La présidence belge du Conseil de l’Union européenne a adressé au Conseil « Agriculture et pêche » (AGRIFISH) une note sur l’état d’avancement des discussions concernant la proposition de règlement relative à la production et la commercialisation des matériels de reproduction des végétaux dans l’Union (2023/0227(COD)). Cette note présente les révisions de la proposition de règlement sur les matériels de reproduction des végétaux (MRV) portées par la Présidence belge. Cette dernière s’est efforcée de tenir compte des commentaires techniques formulés par les délégations, à la fois oralement lors des réunions du Groupe de travail sur les ressources génétiques et l’innovation dans l’agriculture, et par écrit lors des consultations écrites. De ce fait, elle ne porte que sur les articles 23 à 43 et 81, ainsi que sur les annexes I-VI, les seuls qui ont été discutés sur le plan technique. Toutefois, elle porte également sur les articles 1 à 22 dans le sens où ils avaient déjà été révisés par la présidence espagnole.

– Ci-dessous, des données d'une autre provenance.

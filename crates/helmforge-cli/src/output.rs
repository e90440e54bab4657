//! Formatted output helpers for CLI commands.

/// Formats a byte count into a human-readable string (e.g., "3.2 KiB").
#[allow(clippy::cast_precision_loss)]
#[must_use]
pub fn format_bytes(bytes: u64) -> String {
    const KIB: u64 = 1024;
    const MIB: u64 = KIB * 1024;

    if bytes >= MIB {
        format!("{:.1} MiB", bytes as f64 / MIB as f64)
    } else if bytes >= KIB {
        format!("{:.1} KiB", bytes as f64 / KIB as f64)
    } else {
        format!("{bytes} B")
    }
}

/// Joins component names for a summary line, or `(none)` when empty.
#[must_use]
pub fn join_names(names: &[String]) -> String {
    if names.is_empty() {
        "(none)".to_owned()
    } else {
        names.join(", ")
    }
}

#[cfg(test)]
mod tests {
    use super::*;

    #[test]
    fn format_bytes_displays_bytes() {
        assert_eq!(format_bytes(512), "512 B");
    }

    #[test]
    fn format_bytes_displays_kib() {
        assert_eq!(format_bytes(3277), "3.2 KiB");
    }

    #[test]
    fn format_bytes_displays_mib() {
        assert_eq!(format_bytes(2_097_152), "2.0 MiB");
    }

    #[test]
    fn join_names_lists_in_order() {
        assert_eq!(join_names(&["web".into(), "api".into()]), "web, api");
    }

    #[test]
    fn join_names_marks_empty() {
        assert_eq!(join_names(&[]), "(none)");
    }
}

Force est de constater que ce texte s’éloigne substantiellement de la proposition de règlement amendée par le Parlement européen (voir fiche veille n°4210). C’est-à-dire que non seulement la présidence ne révise pas la proposition de la Commission (voir fiche veille n°3984) en un sens favorable à la commercialisation des semences paysannes - à l’instar des amendements adoptés par le Parlement européen - mais encore elle la modifie de manière à entraver leur production et leur diffusion.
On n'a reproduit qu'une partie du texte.